Kingsland Minerals Limited heeft aangekondigd dat alle analyseresultaten van het eerste boorprogramma op het Cleo Uranium Project zijn ontvangen. Een totaal van 30 gaten met 3.228 meter aan Reverse Circulation (RC) boringen en 450 meter aan diamant kernboringen is voltooid. De boorinstallaties zijn gedemobiliseerd en de rehabilitatiewerkzaamheden zijn goed gevorderd.

De boorcampagne heeft haar doelstellingen bereikt: bevestiging van historische boorsplitsingen, aanvullende informatie en gegevens voor een meer gedetailleerde geologische interpretatie en uitbreiding van de bekende mineralisatie langs de lijn en op diepte. Met de voltooiing van het eerste boorprogramma van Kingsland Minerals en de ontvangst van alle analyses van de recente boringen is een begin gemaakt met de herinterpretatie van de geologie en de geologische controle van de uraniummineralen. Dit is een voorbode van de planning van aanvullende boringen volgend jaar die leiden tot een schatting van de minerale reserves later in 2023.

Tabel 1 geeft een overzicht van belangrijke boorinsnijdingen uit de recente KNG-boringen en historische boringen. Kenmerkend voor deze boringen zijn de brede zones van mineralisatie met daarbinnen zones met een hogere kwaliteit. De door Kingsland uitgevoerde diamantboringen tonen aan dat de uraniumsneden van hogere kwaliteit over het algemeen worden bepaald door de positie en mogelijk de oriëntatie van granietintrusies.

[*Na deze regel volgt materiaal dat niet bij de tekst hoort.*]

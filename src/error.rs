// This Source Code Form is subject to the terms of the Mozilla Public
// License, v. 2.0. If a copy of the MPL was not distributed with this
// file, You can obtain one at http://mozilla.org/MPL/2.0/.

/// List of all errors.
#[derive(Debug)]
pub enum Error {
    /// Only UTF-8 content are supported.
    NotAnUtf8Str,

    /// Failed to read an input file.
    Io(std::io::Error),

    /// We do not allow SVG trees nested deeper than 1024 elements.
    ElementsLimitReached,

    /// Failed to parse an SVG data.
    ParsingFailed(roxmltree::Error),

    /// Failed to parse the search tags data.
    TagsParsingFailed(serde_json::Error),

    /// The search tags data is not a JSON object.
    InvalidTagsFormat,

    /// A search tags entry is not an array of strings.
    ///
    /// Contains the name of the offending entry.
    InvalidTagsEntry(String),

    /// An error that occurred while processing the specified file.
    InFile(std::path::PathBuf, Box<Error>),
}

impl From<roxmltree::Error> for Error {
    fn from(e: roxmltree::Error) -> Self {
        Error::ParsingFailed(e)
    }
}

impl From<std::io::Error> for Error {
    fn from(e: std::io::Error) -> Self {
        Error::Io(e)
    }
}

impl From<serde_json::Error> for Error {
    fn from(e: serde_json::Error) -> Self {
        Error::TagsParsingFailed(e)
    }
}

impl std::fmt::Display for Error {
    fn fmt(&self, f: &mut std::fmt::Formatter) -> std::fmt::Result {
        match *self {
            Error::NotAnUtf8Str => {
                write!(f, "provided data has not an UTF-8 encoding")
            }
            Error::Io(ref e) => {
                write!(f, "reading failed cause {}", e)
            }
            Error::ElementsLimitReached => {
                write!(
                    f,
                    "the maximum number of nested SVG elements has been reached"
                )
            }
            Error::ParsingFailed(ref e) => {
                write!(f, "SVG data parsing failed cause {}", e)
            }
            Error::TagsParsingFailed(ref e) => {
                write!(f, "tags data parsing failed cause {}", e)
            }
            Error::InvalidTagsFormat => {
                write!(f, "tags data is not a JSON object")
            }
            Error::InvalidTagsEntry(ref name) => {
                write!(f, "tags entry '{}' is not an array of strings", name)
            }
            Error::InFile(ref path, ref e) => {
                write!(f, "failed to process '{}' cause {}", path.display(), e)
            }
        }
    }
}

impl std::error::Error for Error {}
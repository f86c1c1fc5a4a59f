use std::io::{self, Read};

/// 單次讀取的區塊大小
const READ_CHUNK: usize = 4096;
/// 單行上限，超過即強制切出，避免緩衝無限成長
pub const MAX_LINE_BYTES: usize = 64 * 1024;

/// 同時以 `\r` 與 `\n` 切行的讀取器
///
/// ffmpeg 的進度列以 `\r` 結尾、一般訊息以 `\n` 結尾，兩者混在同一條
/// stderr 中，所以不能直接用 `BufRead::lines`。空行會被略過，串流結束時
/// 未終止的最後一段仍會被送出。
pub struct CrLfLines<R: Read> {
    reader: R,
    pending: Vec<u8>,
    chunk: Box<[u8]>,
    ready: std::collections::VecDeque<String>,
    eof: bool,
}

impl<R: Read> CrLfLines<R> {
    pub fn new(reader: R) -> Self {
        Self {
            reader,
            pending: Vec::new(),
            chunk: vec![0; READ_CHUNK].into_boxed_slice(),
            ready: std::collections::VecDeque::new(),
            eof: false,
        }
    }

    fn flush_pending(&mut self) {
        if !self.pending.is_empty() {
            let line = String::from_utf8_lossy(&self.pending).into_owned();
            self.pending.clear();
            self.ready.push_back(line);
        }
    }

    fn fill(&mut self) -> io::Result<()> {
        let read = loop {
            match self.reader.read(&mut self.chunk) {
                Ok(n) => break n,
                Err(e) if e.kind() == io::ErrorKind::Interrupted => {}
                Err(e) => return Err(e),
            }
        };

        if read == 0 {
            self.eof = true;
            self.flush_pending();
            return Ok(());
        }

        for i in 0..read {
            let byte = self.chunk[i];
            if byte == b'\r' || byte == b'\n' {
                self.flush_pending();
            } else {
                self.pending.push(byte);
                if self.pending.len() >= MAX_LINE_BYTES {
                    self.flush_pending();
                }
            }
        }
        Ok(())
    }
}

impl<R: Read> Iterator for CrLfLines<R> {
    type Item = io::Result<String>;

    fn next(&mut self) -> Option<Self::Item> {
        loop {
            if let Some(line) = self.ready.pop_front() {
                return Some(Ok(line));
            }
            if self.eof {
                return None;
            }
            if let Err(e) = self.fill() {
                self.eof = true;
                return Some(Err(e));
            }
        }
    }
}

#[cfg(test)]
mod tests {
    use super::*;
    use std::io::Cursor;

    /// 每次只吐出少量位元組，模擬管線分段到達
    struct Trickle {
        data: Vec<u8>,
        pos: usize,
        step: usize,
    }

    impl Read for Trickle {
        fn read(&mut self, buf: &mut [u8]) -> io::Result<usize> {
            let end = (self.pos + self.step).min(self.data.len());
            let n = (end - self.pos).min(buf.len());
            buf[..n].copy_from_slice(&self.data[self.pos..self.pos + n]);
            self.pos += n;
            Ok(n)
        }
    }

    fn collect<R: Read>(reader: R) -> Vec<String> {
        CrLfLines::new(reader).map(|l| l.unwrap()).collect()
    }

    #[test]
    fn test_mixed_terminators() {
        let input = "Input #0\nframe=1 time=00:00:01.00\rframe=2 time=00:00:02.00\r\nDone\n";
        assert_eq!(
            collect(Cursor::new(input)),
            vec![
                "Input #0",
                "frame=1 time=00:00:01.00",
                "frame=2 time=00:00:02.00",
                "Done"
            ]
        );
    }

    #[test]
    fn test_unterminated_tail_is_kept() {
        assert_eq!(collect(Cursor::new("a\rb")), vec!["a", "b"]);
    }

    #[test]
    fn test_lines_split_across_reads() {
        let reader = Trickle {
            data: b"frame,0.00\nframe,0.50,10,10\rframe,1.00\n".to_vec(),
            pos: 0,
            step: 3,
        };
        assert_eq!(
            collect(reader),
            vec!["frame,0.00", "frame,0.50,10,10", "frame,1.00"]
        );
    }

    #[test]
    fn test_overlong_line_is_bounded() {
        let input = "x".repeat(MAX_LINE_BYTES + 10);
        let lines = collect(Cursor::new(input));
        assert_eq!(lines.len(), 2);
        assert_eq!(lines[0].len(), MAX_LINE_BYTES);
        assert_eq!(lines[1].len(), 10);
    }

    #[test]
    fn test_empty_input() {
        assert!(collect(Cursor::new("")).is_empty());
    }
}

Het contact tussen de sedimentaire Masson Formatie en het Cullen Graniet-badoliet vormt een oostelijk contact dat de uraniummineralisatie beperkt. Bij Cleo bestaat de Masson Formatie over het algemeen uit een reeks grafietachtige, schistose sedimenten. Deze grafitische sedimenten zijn geintrudeerd door een reeks latere felsische/granitische dijken die in breedte variëren van centimeters tot enkele meters.

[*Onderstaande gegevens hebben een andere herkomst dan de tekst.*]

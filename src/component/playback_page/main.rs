use super::template::{PageContent, render_page};
use super::toc::TableOfContents;
use crate::component::stop_annotator::StopTimeTable;
use anyhow::{Context, Result, ensure};
use chrono::Local;
use log::info;
use std::fs;
use std::path::{Path, PathBuf};

pub const PAGE_FILE_NAME: &str = "index.html";

/// 已寫入的播放頁面
#[derive(Debug, Clone, PartialEq, Eq)]
pub struct PlaybackPage {
    pub path: PathBuf,
    pub title: String,
    pub segment_count: usize,
}

pub struct PlaybackPageBuilder {
    css_href: Option<String>,
}

impl PlaybackPageBuilder {
    #[must_use]
    pub const fn new(css_href: Option<String>) -> Self {
        Self { css_href }
    }

    /// 產生 `output_dir/index.html`；暫停時間表與目錄的列數必須相同
    pub fn build(
        &self,
        stop_table: &StopTimeTable,
        toc: &TableOfContents,
        output_dir: &Path,
    ) -> Result<PlaybackPage> {
        ensure!(
            stop_table.len() == toc.blurbs.len(),
            "暫停時間表有 {} 列，目錄有 {} 段",
            stop_table.len(),
            toc.blurbs.len()
        );

        let stoptimes_json = stop_table.to_json().context("無法序列化暫停時間表")?;
        let date = Local::now().format("%Y-%m-%d").to_string();
        let html = render_page(&PageContent {
            title: &toc.title,
            css_href: self.css_href.as_deref(),
            blurbs: &toc.blurbs,
            stoptimes_json: &stoptimes_json,
            date: &date,
        });

        let path = output_dir.join(PAGE_FILE_NAME);
        fs::write(&path, html).with_context(|| format!("無法寫入頁面: {}", path.display()))?;
        info!("已產生播放頁面: {}", path.display());

        Ok(PlaybackPage {
            path,
            title: toc.title.clone(),
            segment_count: stop_table.len(),
        })
    }
}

Er lijken verschillende intrusies te zijn geweest, die te onderscheiden zijn in korrelgrootte, mineralogie en oriëntatie. Er is een reeks intrusies rond 113m tot 115m en vervolgens van 124m tot 127m. Op de kern zijn metermarkeringen aangebracht.

Er is ook een intrusief in bak 9 vanaf 132,6 m. Significante mineralisatie wordt over het algemeen begrensd door deze intrusies, waarbij de hoogwaardiger mineralisatie zich in de grafietschisten bevindt. In dit interval werd 29.197 ppm UO of 2,92% gevonden.

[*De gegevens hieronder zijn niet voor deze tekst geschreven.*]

use super::ffmpeg_command::SegmentCommand;
use super::transcoder::Transcoder;
use crate::component::segment_planner::SegmentBoundaries;
use crate::error::Result;
use crate::tools::progress_bar;
use log::{error, info, warn};
use std::fs;
use std::path::{Path, PathBuf};
use std::sync::Arc;
use std::sync::atomic::AtomicBool;

/// 依序將每個區段重新編碼成獨立可播放的檔案
pub struct SegmentEncoder {
    transcoder: Arc<dyn Transcoder>,
    cancel: Arc<AtomicBool>,
}

impl SegmentEncoder {
    pub fn new(transcoder: Arc<dyn Transcoder>, cancel: Arc<AtomicBool>) -> Self {
        Self { transcoder, cancel }
    }

    /// 回傳依序排列的區段檔案；任何一段失敗就中止整個流程
    pub fn encode(
        &self,
        video: &Path,
        boundaries: &SegmentBoundaries,
        output_dir: &Path,
    ) -> Result<Vec<PathBuf>> {
        let count = boundaries.segment_count();
        let mut outputs = Vec::with_capacity(count);

        for (index, start, end) in boundaries.ranges() {
            let command = SegmentCommand::new(video, output_dir, index, start, end);
            info!(
                "編碼第 {index}/{count} 段：{start:.2} → {end:.2} 秒 → {}",
                command.destination_path().display()
            );

            if let Err(e) = self.encode_one(&command, count) {
                error!("第 {index} 段編碼失敗: {e}");
                remove_partial_output(command.destination_path());
                return Err(e);
            }
            outputs.push(command.destination_path().to_path_buf());
        }

        Ok(outputs)
    }

    fn encode_one(&self, command: &SegmentCommand, count: usize) -> Result<()> {
        let progress = progress_bar(command.duration().ceil() as u64);
        progress.set_message(format!("區段 {}/{count}", command.index()));

        let stream = match self.transcoder.transcode(command, &self.cancel) {
            Ok(stream) => stream,
            Err(e) => {
                progress.abandon();
                return Err(e);
            }
        };
        for heartbeat in stream {
            match heartbeat {
                Ok(heartbeat) => progress.set_position(heartbeat.seconds as u64),
                Err(e) => {
                    progress.abandon_with_message("編碼失敗");
                    return Err(e);
                }
            }
        }

        progress.finish_with_message(format!("區段 {}/{count} 完成", command.index()));
        Ok(())
    }
}

fn remove_partial_output(path: &Path) {
    if path.exists() {
        if let Err(e) = fs::remove_file(path) {
            warn!("無法刪除未完成的輸出 {}: {e}", path.display());
        }
    }
}

#[cfg(test)]
mod tests {
    use super::*;
    use crate::component::segment_encoder::{EncodeProgress, ProgressStream};
    use crate::component::segment_planner::plan;
    use crate::error::PipelineError;
    use std::sync::Mutex;

    /// 寫出空檔案並回報進度；`fail_on` 指定的區段會在寫出後失敗
    struct FakeTranscoder {
        fail_on: Option<usize>,
        seen: Mutex<Vec<(usize, String)>>,
    }

    impl Transcoder for FakeTranscoder {
        fn transcode<'a>(
            &'a self,
            command: &'a SegmentCommand,
            _cancel: &'a AtomicBool,
        ) -> Result<ProgressStream<'a>> {
            fs::write(command.destination_path(), b"partial")?;
            self.seen.lock().unwrap().push((
                command.index(),
                format!("{:.2}", command.duration()),
            ));

            let mut items = vec![Ok(EncodeProgress { seconds: 0.5 })];
            if self.fail_on == Some(command.index()) {
                items.push(Err(PipelineError::EncodeProcessFailed {
                    command: "ffmpeg".to_string(),
                    message: "boom".to_string(),
                }));
            }
            Ok(Box::new(items.into_iter()))
        }
    }

    fn encoder(fail_on: Option<usize>) -> (SegmentEncoder, Arc<FakeTranscoder>) {
        let transcoder = Arc::new(FakeTranscoder {
            fail_on,
            seen: Mutex::new(Vec::new()),
        });
        let encoder = SegmentEncoder::new(transcoder.clone(), Arc::new(AtomicBool::new(false)));
        (encoder, transcoder)
    }

    #[test]
    fn test_one_file_per_segment() {
        let tmp = tempfile::tempdir().unwrap();
        let boundaries = plan(Some(&[0.0, 10.0, 25.5, 40.0])).resolve(40.0).unwrap();
        let (encoder, transcoder) = encoder(None);

        let outputs = encoder
            .encode(Path::new("lecture.mp4"), &boundaries, tmp.path())
            .unwrap();

        assert_eq!(outputs.len(), 3);
        assert_eq!(outputs[2], tmp.path().join("segment3.mp4"));
        assert!(outputs.iter().all(|p| p.exists()));
        assert_eq!(
            *transcoder.seen.lock().unwrap(),
            vec![
                (1, "10.00".to_string()),
                (2, "15.50".to_string()),
                (3, "14.50".to_string())
            ]
        );
    }

    #[test]
    fn test_failure_aborts_and_removes_partial_output() {
        let tmp = tempfile::tempdir().unwrap();
        let boundaries = plan(Some(&[0.0, 10.0, 20.0, 30.0])).resolve(30.0).unwrap();
        let (encoder, transcoder) = encoder(Some(2));

        let result = encoder.encode(Path::new("lecture.mp4"), &boundaries, tmp.path());

        assert!(matches!(result, Err(PipelineError::EncodeProcessFailed { .. })));
        assert!(tmp.path().join("segment1.mp4").exists());
        assert!(!tmp.path().join("segment2.mp4").exists());
        assert!(!tmp.path().join("segment3.mp4").exists());
        assert_eq!(transcoder.seen.lock().unwrap().len(), 2);
    }
}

Binnen het roodgekleurde interval bevinden zich verschillende gebieden met zeer donkere mineralisatie. In dit handmonster is vastgesteld dat dit waarschijnlijk Uraniniet (UO) is. Uraniniet, ook bekend als pekblende, is een belangrijk uraniumerts.

Het rood-oranje materiaal is waarschijnlijk verschillende verweringsproducten van uraniniet met andere uraniumoxiden. In sommige intrusies wordt ook hoogwaardiger erts gevonden.